QUALE OSCURA MANINA C’è DIETRO?
Nella stessa Commissione la proposta di sopprimere l’art. 26 era già stata avanzata in precedenza dal deputato Paolo Grimoldi (Lega Nord), ma era stata respinta dalla maggioranza che sostiene il governo Renzi. Eppure nell’ultimo passaggio in aula per l’approvazione dell’intera legge, l’articolo 26 risultava “soppresso”. Da chi, dove e quando lo sia stato non si sa perché di riunioni della Commissione Ambiente su quello specifico testo non ce ne sono state altre dopo il 4 settembre, quando sono stati approvati tutti gli articoli. L’unico incontro che c’è stato nel frattempo era quello tra relatori nelle varie Commissioni e per quella dell’Ambiente c’era l’On.
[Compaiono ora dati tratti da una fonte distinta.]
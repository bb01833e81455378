use std::collections::HashSet;

use tracing::{debug, warn};

use crate::{
    error::{GenerateError, Result},
    model::{FieldPath, QueryParam},
    options::{GeneratorOptions, UnsupportedFieldPolicy},
    schema::{FieldType, Message, Schema},
};

/// Computes the query parameters of body-less routes.
///
/// Every scalar leaf reachable from the request message through singular
/// message fields becomes a parameter, unless the path already binds it.
pub struct QueryResolver<'a> {
    schema: &'a Schema,
    options: &'a GeneratorOptions,
}

impl<'a> QueryResolver<'a> {
    pub fn new(schema: &'a Schema, options: &'a GeneratorOptions) -> Self {
        Self { schema, options }
    }

    /// Resolve the query parameters of `request_type`, in field declaration
    /// order, descending into nested messages depth first.
    pub fn resolve(
        &self,
        request_type: &str,
        claimed: &HashSet<FieldPath>,
    ) -> Result<Vec<QueryParam>> {
        let message = self
            .schema
            .message(request_type)
            .ok_or_else(|| GenerateError::UnknownMessage(request_type.to_string()))?;

        let mut params = vec![];
        let mut visiting = vec![message.name.as_str()];
        self.walk(message, &FieldPath::default(), claimed, &mut visiting, &mut params)?;

        Ok(params)
    }

    fn walk(
        &self,
        message: &'a Message,
        prefix: &FieldPath,
        claimed: &HashSet<FieldPath>,
        visiting: &mut Vec<&'a str>,
        params: &mut Vec<QueryParam>,
    ) -> Result<()> {
        for field in &message.fields {
            let field_path = prefix.child(&field.name);

            if claimed.iter().any(|c| field_path.starts_with(c)) {
                continue;
            }

            match &field.ty {
                FieldType::Scalar(kind) => params.push(QueryParam {
                    field_path,
                    kind: *kind,
                    repeated: field.is_repeated(),
                }),
                FieldType::Message(_) if field.is_repeated() => {
                    self.unsupported(message, &field_path, "repeated message")?
                }
                FieldType::Message(type_name) => {
                    let nested = match self.schema.message(type_name) {
                        Some(nested) => nested,
                        None => {
                            warn!(
                                field = %field_path,
                                message = %type_name,
                                "message not found, field left unbound"
                            );
                            continue;
                        }
                    };

                    if visiting.contains(&nested.name.as_str()) {
                        debug!(
                            field = %field_path,
                            message = %nested.name,
                            "recursive message, not descending"
                        );
                        continue;
                    }

                    visiting.push(&nested.name);
                    self.walk(nested, &field_path, claimed, visiting, params)?;
                    visiting.pop();
                }
                FieldType::Map { .. } => {
                    self.unsupported(message, &field_path, field.ty.describe())?
                }
                FieldType::Enum(enum_name) => {
                    warn!(
                        field = %field_path,
                        enum_type = %enum_name,
                        "enum fields are not read from the query string"
                    );
                }
            }
        }

        Ok(())
    }

    fn unsupported(
        &self,
        message: &Message,
        field_path: &FieldPath,
        kind: &'static str,
    ) -> Result<()> {
        match self.options.unsupported_query_fields {
            UnsupportedFieldPolicy::Reject => Err(GenerateError::UnsupportedQueryField {
                message: message.name.clone(),
                field_path: field_path.key(),
                kind,
            }),
            UnsupportedFieldPolicy::Skip => {
                warn!(field = %field_path, kind, "field left unbound");
                Ok(())
            }
        }
    }
}

#[cfg(test)]
mod tests {
    use super::*;
    use crate::schema::{Field, ScalarKind};

    fn resolve(schema: &Schema, claimed: &[&str]) -> Result<Vec<QueryParam>> {
        let options = GeneratorOptions::default();
        let claimed = claimed.iter().map(|c| FieldPath::from(*c)).collect();

        QueryResolver::new(schema, &options).resolve("pkg.Req", &claimed)
    }

    fn keys(params: &[QueryParam]) -> Vec<String> {
        params.iter().map(|p| p.field_path.key()).collect()
    }

    fn schema(fields: Vec<Field>) -> Schema {
        let mut schema = Schema::new();
        let req = fields.into_iter().fold(Message::new("pkg.Req"), Message::with_field);

        schema.define_message(req).define_message(
            Message::new("pkg.Sub")
                .with_field(Field::scalar("subfield", 1, ScalarKind::String))
                .with_field(Field::scalar("count", 2, ScalarKind::Int32)),
        );
        schema
    }

    #[test]
    fn test_flat_scalars() {
        let schema = schema(vec![
            Field::scalar("message_id", 1, ScalarKind::String),
            Field::scalar("revision", 2, ScalarKind::Int64),
            Field::scalar("tags", 3, ScalarKind::String).repeated(),
        ]);
        let params = resolve(&schema, &["message_id"]).unwrap();

        assert_eq!(
            params,
            vec![
                QueryParam {
                    field_path: FieldPath::from("revision"),
                    kind: ScalarKind::Int64,
                    repeated: false,
                },
                QueryParam {
                    field_path: FieldPath::from("tags"),
                    kind: ScalarKind::String,
                    repeated: true,
                },
            ]
        );
    }

    #[test]
    fn test_nested_message_is_flattened() {
        let schema = schema(vec![
            Field::scalar("message_id", 1, ScalarKind::String),
            Field::message("sub", 2, ".pkg.Sub"),
            Field::scalar("after", 3, ScalarKind::Bool),
        ]);

        assert_eq!(
            keys(&resolve(&schema, &[]).unwrap()),
            vec!["message_id", "sub.subfield", "sub.count", "after"]
        );
        assert_eq!(
            keys(&resolve(&schema, &["sub.subfield"]).unwrap()),
            vec!["message_id", "sub.count", "after"]
        );
        assert_eq!(
            keys(&resolve(&schema, &["sub"]).unwrap()),
            vec!["message_id", "after"]
        );
    }

    #[test]
    fn test_recursive_message_terminates() {
        let mut schema = Schema::new();
        schema.define_message(
            Message::new("pkg.Req")
                .with_field(Field::scalar("name", 1, ScalarKind::String))
                .with_field(Field::message("parent", 2, "pkg.Req")),
        );

        assert_eq!(keys(&resolve(&schema, &[]).unwrap()), vec!["name"]);
    }

    #[test]
    fn test_enum_and_missing_message_are_skipped() {
        let schema = schema(vec![
            Field::new("state", 1, FieldType::Enum("pkg.State".to_string())),
            Field::message("ghost", 2, "pkg.Ghost"),
            Field::scalar("id", 3, ScalarKind::String),
        ]);

        assert_eq!(keys(&resolve(&schema, &[]).unwrap()), vec!["id"]);
    }

    #[test]
    fn test_unsupported_fields() {
        let schema = schema(vec![
            Field::scalar("id", 1, ScalarKind::String),
            Field::message("subs", 2, "pkg.Sub").repeated(),
            Field::new(
                "labels",
                3,
                FieldType::Map {
                    key: ScalarKind::String,
                    value: Box::new(FieldType::Scalar(ScalarKind::String)),
                },
            ),
        ]);

        assert!(matches!(
            resolve(&schema, &[]),
            Err(GenerateError::UnsupportedQueryField { field_path, kind: "repeated message", .. })
                if field_path == "subs"
        ));

        let options = GeneratorOptions {
            unsupported_query_fields: UnsupportedFieldPolicy::Skip,
            ..GeneratorOptions::default()
        };
        let params = QueryResolver::new(&schema, &options)
            .resolve("pkg.Req", &HashSet::new())
            .unwrap();
        assert_eq!(keys(&params), vec!["id"]);

        let labels = self::schema(vec![Field::new(
            "labels",
            1,
            FieldType::Map {
                key: ScalarKind::String,
                value: Box::new(FieldType::Scalar(ScalarKind::Int32)),
            },
        )]);
        assert!(matches!(
            resolve(&labels, &[]),
            Err(GenerateError::UnsupportedQueryField { kind: "map", .. })
        ));
    }

    #[test]
    fn test_unknown_request_type() {
        let schema = Schema::new();

        assert!(matches!(
            resolve(&schema, &[]),
            Err(GenerateError::UnknownMessage(name)) if name == "pkg.Req"
        ));
    }
}
//! Serde adapters for the protobuf JSON mapping.
//!
//! Derived serde impls already give the camelCase field names, but write
//! `bytes` as arrays of numbers and 64-bit integers as JSON numbers. Rendered
//! messages route those fields through these modules instead:
//!
//! ```ignore
//! #[serde(with = "httprule_runtime::json::bytes")]
//! pub payload: Vec<u8>,
//! #[serde(with = "httprule_runtime::json::int64")]
//! pub size: i64,
//! ```
//!
//! Reading is lenient as in the mapping: integers are accepted as numbers or
//! strings, base64 in the standard or URL-safe alphabet with or without
//! padding, and `null` reads as the default value.
use std::{fmt::Display, str::FromStr};

use base64::{engine::general_purpose, Engine};
use serde_json::Value;

/// Decode protobuf JSON base64.
pub fn decode_base64(encoded: &str) -> Result<Vec<u8>, base64::DecodeError> {
    let engine = if encoded.contains(|c: char| c == '-' || c == '_') {
        &general_purpose::URL_SAFE_NO_PAD
    } else {
        &general_purpose::STANDARD_NO_PAD
    };

    engine.decode(encoded.trim_end_matches('='))
}

fn parse_int<T>(value: Value) -> Result<T, String>
where
    T: FromStr + Default,
    T::Err: Display,
{
    let text = match value {
        Value::Null => return Ok(T::default()),
        Value::Number(number) => number.to_string(),
        Value::String(text) => text,
        other => return Err(format!("expected an integer, found {}", other)),
    };

    text.parse()
        .map_err(|err| format!("invalid integer {:?}: {}", text, err))
}

/// `bytes` fields, as base64 strings.
pub mod bytes {
    use base64::{engine::general_purpose::STANDARD, Engine};
    use serde::{de::Error, Deserialize, Deserializer, Serializer};

    pub fn serialize<S: Serializer>(value: &[u8], serializer: S) -> Result<S::Ok, S::Error> {
        serializer.serialize_str(&STANDARD.encode(value))
    }

    pub fn deserialize<'de, D: Deserializer<'de>>(deserializer: D) -> Result<Vec<u8>, D::Error> {
        match Option::<String>::deserialize(deserializer)? {
            Some(encoded) => super::decode_base64(&encoded).map_err(D::Error::custom),
            None => Ok(vec![]),
        }
    }
}

/// `repeated bytes` fields, as arrays of base64 strings.
pub mod bytes_list {
    use base64::{engine::general_purpose::STANDARD, Engine};
    use serde::{de::Error, Deserialize, Deserializer, Serializer};

    pub fn serialize<S: Serializer>(values: &[Vec<u8>], serializer: S) -> Result<S::Ok, S::Error> {
        serializer.collect_seq(values.iter().map(|value| STANDARD.encode(value)))
    }

    pub fn deserialize<'de, D>(deserializer: D) -> Result<Vec<Vec<u8>>, D::Error>
    where
        D: Deserializer<'de>,
    {
        Option::<Vec<String>>::deserialize(deserializer)?
            .unwrap_or_default()
            .iter()
            .map(|encoded| super::decode_base64(encoded).map_err(D::Error::custom))
            .collect()
    }
}

/// 64-bit integer fields, written as decimal strings.
pub mod int64 {
    use std::{fmt::Display, str::FromStr};

    use serde::{de::Error, Deserialize, Deserializer, Serializer};
    use serde_json::Value;

    pub fn serialize<T, S>(value: &T, serializer: S) -> Result<S::Ok, S::Error>
    where
        T: Display,
        S: Serializer,
    {
        serializer.collect_str(value)
    }

    pub fn deserialize<'de, T, D>(deserializer: D) -> Result<T, D::Error>
    where
        T: FromStr + Default,
        T::Err: Display,
        D: Deserializer<'de>,
    {
        super::parse_int(Value::deserialize(deserializer)?).map_err(D::Error::custom)
    }
}

/// `repeated` 64-bit integer fields, as arrays of decimal strings.
pub mod int64_list {
    use std::{fmt::Display, str::FromStr};

    use serde::{de::Error, Deserialize, Deserializer, Serializer};
    use serde_json::Value;

    pub fn serialize<T, S>(values: &[T], serializer: S) -> Result<S::Ok, S::Error>
    where
        T: Display,
        S: Serializer,
    {
        serializer.collect_seq(values.iter().map(ToString::to_string))
    }

    pub fn deserialize<'de, T, D>(deserializer: D) -> Result<Vec<T>, D::Error>
    where
        T: FromStr + Default,
        T::Err: Display,
        D: Deserializer<'de>,
    {
        Option::<Vec<Value>>::deserialize(deserializer)?
            .unwrap_or_default()
            .into_iter()
            .map(|value| super::parse_int(value).map_err(D::Error::custom))
            .collect()
    }
}
//! Generator options, read from the compiler's plugin parameter.
use std::str::FromStr;

use serde::Deserialize;

use crate::error::GenerateError;

/// What to do with request fields that cannot be read from a query string.
#[derive(Debug, Clone, Copy, PartialEq, Eq, Default, Deserialize)]
#[serde(rename_all = "snake_case")]
pub enum UnsupportedFieldPolicy {
    /// Fail generation.
    #[default]
    Reject,
    /// Leave the field unbound and log a warning.
    Skip,
}

/// What to do with streaming methods that carry an HTTP rule.
#[derive(Debug, Clone, Copy, PartialEq, Eq, Default, Deserialize)]
#[serde(rename_all = "snake_case")]
pub enum StreamingPolicy {
    #[default]
    Skip,
    Reject,
}

#[derive(Debug, Clone, Copy, PartialEq, Eq, Default, Deserialize)]
#[serde(default)]
pub struct GeneratorOptions {
    /// Repeated message and map fields reached by the query resolver.
    pub unsupported_query_fields: UnsupportedFieldPolicy,
    pub streaming: StreamingPolicy,
}

impl GeneratorOptions {
    /// Parse a `key=value,key=value` plugin parameter. Empty entries are
    /// ignored.
    pub fn from_parameter(parameter: &str) -> Result<Self, GenerateError> {
        let mut options = Self::default();

        for entry in parameter.split(',').map(str::trim).filter(|e| !e.is_empty()) {
            let (key, value) = entry.split_once('=').ok_or_else(|| GenerateError::InvalidOption {
                key: entry.to_string(),
                reason: "expected key=value".to_string(),
            })?;
            let (key, value) = (key.trim(), value.trim());

            match key {
                "unsupported_query_fields" => {
                    options.unsupported_query_fields = match value {
                        "reject" => UnsupportedFieldPolicy::Reject,
                        "skip" => UnsupportedFieldPolicy::Skip,
                        _ => return Err(invalid_value(key, value)),
                    }
                }
                "streaming" => {
                    options.streaming = match value {
                        "skip" => StreamingPolicy::Skip,
                        "reject" => StreamingPolicy::Reject,
                        _ => return Err(invalid_value(key, value)),
                    }
                }
                _ => {
                    return Err(GenerateError::InvalidOption {
                        key: key.to_string(),
                        reason: "unknown option".to_string(),
                    })
                }
            }
        }

        Ok(options)
    }
}

impl FromStr for GeneratorOptions {
    type Err = GenerateError;

    fn from_str(s: &str) -> Result<Self, Self::Err> {
        Self::from_parameter(s)
    }
}

fn invalid_value(key: &str, value: &str) -> GenerateError {
    GenerateError::InvalidOption {
        key: key.to_string(),
        reason: format!("invalid value {:?}", value),
    }
}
Alessandro Bratti (PD), attuale Presidente della Commissione Parlamentare d’inchiesta sul traffico dei rifiuti. Riunione che di solito si fa per coordinare i vari pezzi della legge così come usciti dalle votazioni delle rispettive Commissioni.
In tale sede tali relatori hanno deciso di sopprimere proprio e solo quell’articolo. Cosa non prevista da alcuna procedura parlamentare. Lo hanno fatto di loro iniziativa? Difficile crederlo. Ora il testo “monco” dell’articolo 26 è al vaglio del Senato e c’è tempo fino al 31 dicembre per approvarlo o modificarlo.
Asserviti alle lobby, violano leggi e Costituzione
La Repubblica italiana “tutela la salute come fondamentale diritto dell’individuo e interesse della collettività” recita l’art. 32 della Costituzione. Ma, sembra di capire da questa strana prassi parlamentare, che prima ognuno si deve procurare i soldi per pagare la bolletta. Anche se ti danno l’acqua all’arsenico, torbida o a singhiozzo. Anche se il DPCM 4 marzo 1996 prevede per gli usi domestici almeno 150 litri di acqua al giorno pro-capite (intesa come quantità prelevabile nell’arco di 24 ore) e una portata minima erogata al punto di consegna non inferiore a 0,10 litri al secondo (ovvero 6 litri al minuto).
Rottamano la nuova e buona legge del Lazio
“‹Il Consiglio Regionale del Lazio il 17 marzo scorso aveva votato all’unanimità (si badi bene) la legge regionale per una gestione pubblica e partecipata del servizio idrico in osservanza di quanto stabilito dai cittadini con i referendum del 12 e 13 giugno 2013. Meno di tre mesi dopo, venerdì 6 giugno, il Consiglio dei Ministri ha deciso d’impugnare la legge perché ritenuta in contrasto addirittura con l’art. 117 della Costituzione italiana. Già allora si era capito da quale parte sta l’attuale governo.